Direktur KKI Warsi, Rudi Syaf mengatakan, secara keseluruhan, lahan gambut yang ada di Jambi itu seluas lebih kurang 700 ribu hektar.

"Kalau angka pasti itu masih diperdebatkan, tapi dari data kita kawasan gambut yang ada di Jambi itu lebih dari 700 ribu hektar. Jika direstorasi maka harus diklasifikasikan terlebih dahulu, kawasan gambut seperti apa yang harus direstorasi," katanya.

Menurut dia, kalau hanya kawasan gambut yang terbakar 2015 lalu yang masuk kategori restorasi, sesuai pengamatan satelit itu hanya sekitar 80-82 ribu hektar, namun diperkirakan lebih besar dari itu.

"Tapi jika memang restorasi itu menyasar gambut yang kategori rusak, maka menurut kami semua kawasan gambut di luar Taman Berbak harus dikelola atau direstorasi, khususnya lahan gambut yang terdapat kanal. Tinggal lagi kita kategorikan restorasinya masuk skala sedang atau berat," katanya.

Klasifikasi lahan menurutnya penting dilakukan mengingat sebagian besar kanal-kanal yang dibangun itu tidak dengan kajian 'hydrotopography' yang benar.

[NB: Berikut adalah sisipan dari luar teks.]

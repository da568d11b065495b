//! Declarative route table builders.
//!
//! Two flavors share one collector: [`RouterBuilder`] binds direct handlers,
//! [`CoRouterBuilder`] binds handlers returning futures. Both produce the same
//! [`RouteTable`]; only the calling convention recorded on each entry differs.

use std::future::Future;

use axum::body::Body;
use axum::http::{Method, Request};
use axum::response::IntoResponse;

use crate::routing::handler::Handler;
use crate::routing::matcher::PathPattern;
use crate::routing::router::{RouteEntry, RouteTable};
use crate::routing::RouteError;

/// Scoped state shared by both builder flavors.
#[derive(Debug, Default)]
struct RouteCollector {
    prefix: String,
    entries: Vec<RouteEntry>,
    error: Option<RouteError>,
}

impl RouteCollector {
    fn add(&mut self, method: Method, path: &str, handler: Handler) {
        if self.error.is_some() {
            return;
        }
        if path.is_empty() {
            self.fail(RouteError::EmptyPath);
            return;
        }
        match PathPattern::parse(&format!("{}{}", self.prefix, path)) {
            Ok(pattern) => self.entries.push(RouteEntry::new(method, pattern, handler)),
            Err(e) => self.fail(e),
        }
    }

    fn include(&mut self, table: &RouteTable) {
        if self.error.is_some() {
            return;
        }
        if self.prefix.is_empty() {
            self.entries.extend(table.entries().iter().cloned());
            return;
        }
        match table.nest(&self.prefix) {
            Ok(nested) => self.entries.extend(nested.entries().iter().cloned()),
            Err(e) => self.fail(e),
        }
    }

    /// Returns the previous prefix, to be restored when the scope closes.
    fn enter(&mut self, prefix: &str) -> Option<String> {
        if prefix.is_empty() {
            self.fail(RouteError::EmptyPrefix);
            return None;
        }
        let outer = self.prefix.clone();
        self.prefix.push_str(prefix);
        Some(outer)
    }

    fn fail(&mut self, error: RouteError) {
        tracing::debug!(error = %error, prefix = %self.prefix, "Rejected route registration");
        self.error.get_or_insert(error);
    }

    fn build(&self) -> Result<RouteTable, RouteError> {
        match &self.error {
            Some(e) => Err(e.clone()),
            None => Ok(RouteTable::from_entries(self.entries.clone())),
        }
    }
}

macro_rules! direct_verbs {
    ($($name:ident => $method:ident),* $(,)?) => {
        $(
            #[doc = concat!("Register a `", stringify!($method), "` route.")]
            pub fn $name<F, R>(&mut self, path: &str, handler: F) -> &mut Self
            where
                F: Fn(Request<Body>) -> R + Send + Sync + 'static,
                R: IntoResponse,
            {
                self.collector.add(Method::$method, path, Handler::direct(handler));
                self
            }
        )*
    };
}

macro_rules! deferred_verbs {
    ($($name:ident => $method:ident),* $(,)?) => {
        $(
            #[doc = concat!("Register a suspending `", stringify!($method), "` route.")]
            pub fn $name<F, Fut, R>(&mut self, path: &str, handler: F) -> &mut Self
            where
                F: Fn(Request<Body>) -> Fut + Send + Sync + 'static,
                Fut: Future<Output = R> + Send + 'static,
                R: IntoResponse + 'static,
            {
                self.collector.add(Method::$method, path, Handler::deferred(handler));
                self
            }
        )*
    };
}

/// Builder for routes whose handlers complete synchronously.
#[derive(Debug, Default)]
pub struct RouterBuilder {
    collector: RouteCollector,
}

impl RouterBuilder {
    pub fn new() -> Self {
        Self::default()
    }

    direct_verbs! {
        get => GET,
        post => POST,
        put => PUT,
        delete => DELETE,
        patch => PATCH,
        head => HEAD,
        options => OPTIONS,
    }

    /// Register a route for an arbitrary method.
    pub fn route<F, R>(&mut self, method: Method, path: &str, handler: F) -> &mut Self
    where
        F: Fn(Request<Body>) -> R + Send + Sync + 'static,
        R: IntoResponse,
    {
        self.collector.add(method, path, Handler::direct(handler));
        self
    }

    /// Register a pre-built handler of either convention.
    pub fn add(&mut self, method: Method, path: &str, handler: Handler) -> &mut Self {
        self.collector.add(method, path, handler);
        self
    }

    /// Register every route in `build` with `prefix` prepended.
    pub fn nest(&mut self, prefix: &str, build: impl FnOnce(&mut Self)) -> &mut Self {
        if let Some(outer) = self.collector.enter(prefix) {
            build(self);
            self.collector.prefix = outer;
        }
        self
    }

    /// Append an existing table at the current prefix.
    pub fn include(&mut self, table: &RouteTable) -> &mut Self {
        self.collector.include(table);
        self
    }

    /// Snapshot the registered routes.
    pub fn build(&self) -> Result<RouteTable, RouteError> {
        self.collector.build()
    }
}

/// Builder for routes whose handlers suspend until a future resolves.
#[derive(Debug, Default)]
pub struct CoRouterBuilder {
    collector: RouteCollector,
}

impl CoRouterBuilder {
    pub fn new() -> Self {
        Self::default()
    }

    deferred_verbs! {
        get => GET,
        post => POST,
        put => PUT,
        delete => DELETE,
        patch => PATCH,
        head => HEAD,
        options => OPTIONS,
    }

    /// Register a route for an arbitrary method.
    pub fn route<F, Fut, R>(&mut self, method: Method, path: &str, handler: F) -> &mut Self
    where
        F: Fn(Request<Body>) -> Fut + Send + Sync + 'static,
        Fut: Future<Output = R> + Send + 'static,
        R: IntoResponse + 'static,
    {
        self.collector.add(method, path, Handler::deferred(handler));
        self
    }

    /// Register a pre-built handler of either convention.
    pub fn add(&mut self, method: Method, path: &str, handler: Handler) -> &mut Self {
        self.collector.add(method, path, handler);
        self
    }

    /// Register every route in `build` with `prefix` prepended.
    pub fn nest(&mut self, prefix: &str, build: impl FnOnce(&mut Self)) -> &mut Self {
        if let Some(outer) = self.collector.enter(prefix) {
            build(self);
            self.collector.prefix = outer;
        }
        self
    }

    /// Append an existing table at the current prefix.
    pub fn include(&mut self, table: &RouteTable) -> &mut Self {
        self.collector.include(table);
        self
    }

    /// Snapshot the registered routes.
    pub fn build(&self) -> Result<RouteTable, RouteError> {
        self.collector.build()
    }
}

/// Build a table of direct handlers.
pub fn router(build: impl FnOnce(&mut RouterBuilder)) -> Result<RouteTable, RouteError> {
    let mut builder = RouterBuilder::new();
    build(&mut builder);
    builder.build()
}

/// Build a table of suspending handlers.
pub fn co_router(build: impl FnOnce(&mut CoRouterBuilder)) -> Result<RouteTable, RouteError> {
    let mut builder = CoRouterBuilder::new();
    build(&mut builder);
    builder.build()
}

#[cfg(test)]
mod tests {
    use super::*;
    use axum::http::StatusCode;

    fn patterns(table: &RouteTable) -> Vec<(Method, String)> {
        table
            .entries()
            .iter()
            .map(|e| (e.method().clone(), e.pattern().as_str().to_string()))
            .collect()
    }

    #[test]
    fn test_nested_prefixes_concatenate() {
        let table = router(|r| {
            r.get("/", |_req| StatusCode::OK);
            r.nest("/api", |r| {
                r.get("/", |_req| StatusCode::OK);
                r.nest("/v1", |r| {
                    r.put("/{id}", |_req| StatusCode::OK);
                });
                r.delete("/{id}", |_req| StatusCode::OK);
            });
            r.post("/after", |_req| StatusCode::OK);
        })
        .unwrap();

        assert_eq!(
            patterns(&table),
            vec![
                (Method::GET, "/".to_string()),
                (Method::GET, "/api/".to_string()),
                (Method::PUT, "/api/v1/{id}".to_string()),
                (Method::DELETE, "/api/{id}".to_string()),
                (Method::POST, "/after".to_string()),
            ]
        );
    }

    #[test]
    fn test_empty_path_rejected() {
        let result = router(|r| {
            r.get("", |_req| StatusCode::OK);
        });
        assert_eq!(result, Err(RouteError::EmptyPath));

        let result = co_router(|r| {
            r.nest("", |_r| {});
        });
        assert_eq!(result, Err(RouteError::EmptyPrefix));
    }

    #[test]
    fn test_first_error_is_kept() {
        let result = router(|r| {
            r.get("/{a", |_req| StatusCode::OK);
            r.get("", |_req| StatusCode::OK);
        });
        assert!(matches!(result, Err(RouteError::InvalidPattern { .. })));
    }

    #[test]
    fn test_build_twice_gives_equal_snapshots() {
        let mut builder = CoRouterBuilder::new();
        builder.get("/", |_req| async { StatusCode::OK });
        let first = builder.build().unwrap();
        let second = builder.build().unwrap();

        assert_eq!(first, second);
        assert!(first.entries()[0].handler().is_deferred());

        builder.post("/", |_req| async { StatusCode::CREATED });
        assert_eq!(first.len(), 1);
        assert_eq!(builder.build().unwrap().len(), 2);
    }

    #[test]
    fn test_include_under_prefix() {
        let api = router(|r| {
            r.get("/", |_req| StatusCode::OK);
        })
        .unwrap();
        let table = router(|r| {
            r.nest("/api", |r| {
                r.include(&api);
            });
        })
        .unwrap();
        assert_eq!(patterns(&table), vec![(Method::GET, "/api/".to_string())]);
    }
}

"Kanal dan drainase itu juga bagian dari restorasi yang bertujuan untuk membasahi lahan gambut. Tapi harus dilihat juga, apakah kanal yang dibuat itu sudah memenuhi kajian 'hydrotopoghrapy' atau belum. Tujuannya ingin membasahi gambut atau sebaliknya justru mengeringkan lahan gambut itu," katanya menjelaskan.

Rudi mengatakan, kanal yang baik adalah kanal yang tinggi airnya 40 centimeter diatas tanah. Sebab itu akan menjamin gambutnya benar-benar basah dan tergenangi air.

"Sebab itu kita usulkan semua kawasan gambut yang terdapat kanal itu dipantau dan dikelola ulang," ujarnya.

Sementara itu, Kepala Bidang Penataan Kawasan Hutan Dishut Provinsi Jambi, Wahyu Widodo mengatakan, dari hasil pertemuan dengan Satgas Karhutla Jambi dan juga pakar gambut beberapa waktu lalu, terungkap bahwa kanal-kanal yang dibangun di sejumlah kawasan Kabupaten Muarojambi dan juga Tanjabtim dilakukan tanpa kajian 'hydrotopography'.

"Jadi dari pertemuan dengan sejumlah pakar Gambut, termasuk Profesor Asmadi dari Universitas Jambi, kanal-kanal yang sudah ada itu dibuat tanpa kajian 'hydrotopography'. Dan itu sudah di cek kebenarannya oleh team dari Kementerian Lingkungan Hidup dan Kehutanan (KLHK) beberapa waktu lalu," katanya.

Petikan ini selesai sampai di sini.